Tom Lane [Mon, 16 Aug 1999 23:07:20 +0000 (23:07 +0000)]
Assign sort keys properly when there are duplicate entries in
pathkey list --- corrects misbehavior seen with multiple mergejoin clauses
mentioning same variable.
Bruce Momjian [Mon, 16 Aug 1999 20:27:19 +0000 (20:27 +0000)]
I've sent 3 mails to pgsql-patches. There are two files, one for doc
and
for src/data directories, and one minor patch for doc/README.locale.
Please apply.
Tom Lane [Mon, 16 Aug 1999 02:17:58 +0000 (02:17 +0000)]
Major planner/optimizer revision: get rid of PathOrder node type,
store all ordering information in pathkeys lists (which are now lists of
lists of PathKeyItem nodes, not just lists of lists of vars). This was
a big win --- the code is smaller and IMHO more understandable than it
was, even though it handles more cases. I believe the node changes will
not force an initdb for anyone; planner nodes don't show up in stored
rules.
Repair the check for redundant UNIQUE and PRIMARY KEY indices.
Also, improve it so that it checks for multi-column constraints.
Thanks to Mark Dalphin <mdalphin@amgen.com> for reporting the problem.
Tom Lane [Sat, 14 Aug 1999 19:29:35 +0000 (19:29 +0000)]
LispUnion routine didn't generate a proper union: anytime
l2 contained more than one entry, there would be duplicates in the output
list. Miscellaneous code beautification in other routines, too.
Tom Lane [Thu, 12 Aug 1999 04:32:54 +0000 (04:32 +0000)]

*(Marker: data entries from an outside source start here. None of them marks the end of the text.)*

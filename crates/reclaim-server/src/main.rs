use std::net::SocketAddr;
use std::path::PathBuf;
use std::sync::Arc;

use axum::{
    Router, middleware,
    routing::{get, post, put},
};
use tower_http::cors::CorsLayer;
use tower_http::trace::TraceLayer;
use tracing::info;

use reclaim_api::auth::{self, AppState, AppStateInner};
use reclaim_api::middleware::require_auth;
use reclaim_api::{claims, items, messages, notifications};

#[tokio::main]
async fn main() -> anyhow::Result<()> {
    // Load .env if present
    let _ = dotenvy::dotenv();

    // Init logging
    tracing_subscriber::fmt()
        .with_env_filter(
            tracing_subscriber::EnvFilter::try_from_default_env()
                .unwrap_or_else(|_| "reclaim=debug,tower_http=debug".into()),
        )
        .init();

    // Config
    let jwt_secret =
        std::env::var("RECLAIM_JWT_SECRET").unwrap_or_else(|_| "dev-secret-change-me".into());
    let db_path = std::env::var("RECLAIM_DB_PATH").unwrap_or_else(|_| "reclaim.db".into());
    let host = std::env::var("RECLAIM_HOST").unwrap_or_else(|_| "0.0.0.0".into());
    let port: u16 = std::env::var("RECLAIM_PORT")
        .unwrap_or_else(|_| "3000".into())
        .parse()?;

    // Init database
    let db = reclaim_db::Database::open(&PathBuf::from(&db_path))?;

    // One-shot maintenance mode: `reclaim --promote-admin <username>`
    let args: Vec<String> = std::env::args().collect();
    if args.get(1).map(String::as_str) == Some("--promote-admin") {
        let username = args
            .get(2)
            .ok_or_else(|| anyhow::anyhow!("usage: reclaim --promote-admin <username>"))?;
        auth::promote_admin(&db, username)
            .map_err(|e| anyhow::anyhow!("promote '{}': {}", username, e))?;
        info!("User '{}' is now an admin", username);
        return Ok(());
    }

    // Shared state
    let state: AppState = Arc::new(AppStateInner { db, jwt_secret });

    // Routes
    let public_routes = Router::new()
        .route("/auth/register", post(auth::register))
        .route("/auth/login", post(auth::login))
        .route("/items", get(items::list))
        .route("/items/{id}", get(items::get))
        .with_state(state.clone());

    let protected_routes = Router::new()
        .route("/auth/me", get(auth::me))
        .route("/items", post(items::create))
        .route("/items/mine", get(items::mine))
        .route("/items/{id}", put(items::update).delete(items::delete))
        .route("/claims", post(claims::create).get(claims::incoming))
        .route("/claims/{id}", put(claims::update_status).delete(claims::delete))
        .route("/messages", post(messages::send))
        .route("/messages/threads", get(messages::threads))
        .route(
            "/messages/{item_id}/{other_user_id}",
            get(messages::conversation),
        )
        .route("/notifications", get(notifications::list))
        .route("/notifications/{id}/read", put(notifications::mark_read))
        .layer(middleware::from_fn_with_state(state.clone(), require_auth))
        .with_state(state);

    let app = Router::new()
        .merge(public_routes)
        .merge(protected_routes)
        .layer(CorsLayer::permissive())
        .layer(TraceLayer::new_for_http());

    let addr: SocketAddr = format!("{}:{}", host, port).parse()?;
    info!("Reclaim server listening on {}", addr);

    let listener = tokio::net::TcpListener::bind(addr).await?;
    axum::serve(listener, app).await?;

    Ok(())
}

Clean up optimizer's handling of indexscan quals that need to be
commuted (ie, the index var appears on the right). These are now handled
the same way as merge and hash join quals that need to be commuted: the
actual reversing of the clause only happens if we actually choose the path
and generate a plan from it. Furthermore, the clause is only reversed in
the 'indexqual' field of the plan, not in the 'indxqualorig' field. This
allows the clause to still be recognized and removed from qpquals of upper
level join plans. Also, simplify and generalize match_clause_to_indexkey;
now it recognizes binary-compatible indexes for join as well as restriction
clauses.
Tom Lane [Thu, 12 Aug 1999 00:42:43 +0000 (00:42 +0000)]
Add commentary to show that even though ExecInitIndexScan()
contains much code that looks like it will handle indexquals with the index
key on either side of the operator, in fact indexquals must have the index
key on the left because of limitations of the ScanKey machinery. Perhaps
someone will be motivated to fix that someday...
Tom Lane [Tue, 10 Aug 1999 02:58:56 +0000 (02:58 +0000)]
Revise create_nestloop_node's handling of inner indexscan to
work under a wider range of scenarios than it did --- it formerly did not
handle a multi-pass inner scan, nor cases in which the inner scan's
indxqualorig or non-index qual contained outer var references. I am not
sure that these limitations could be hit in the existing optimizer, but
they need to be fixed for future expansion.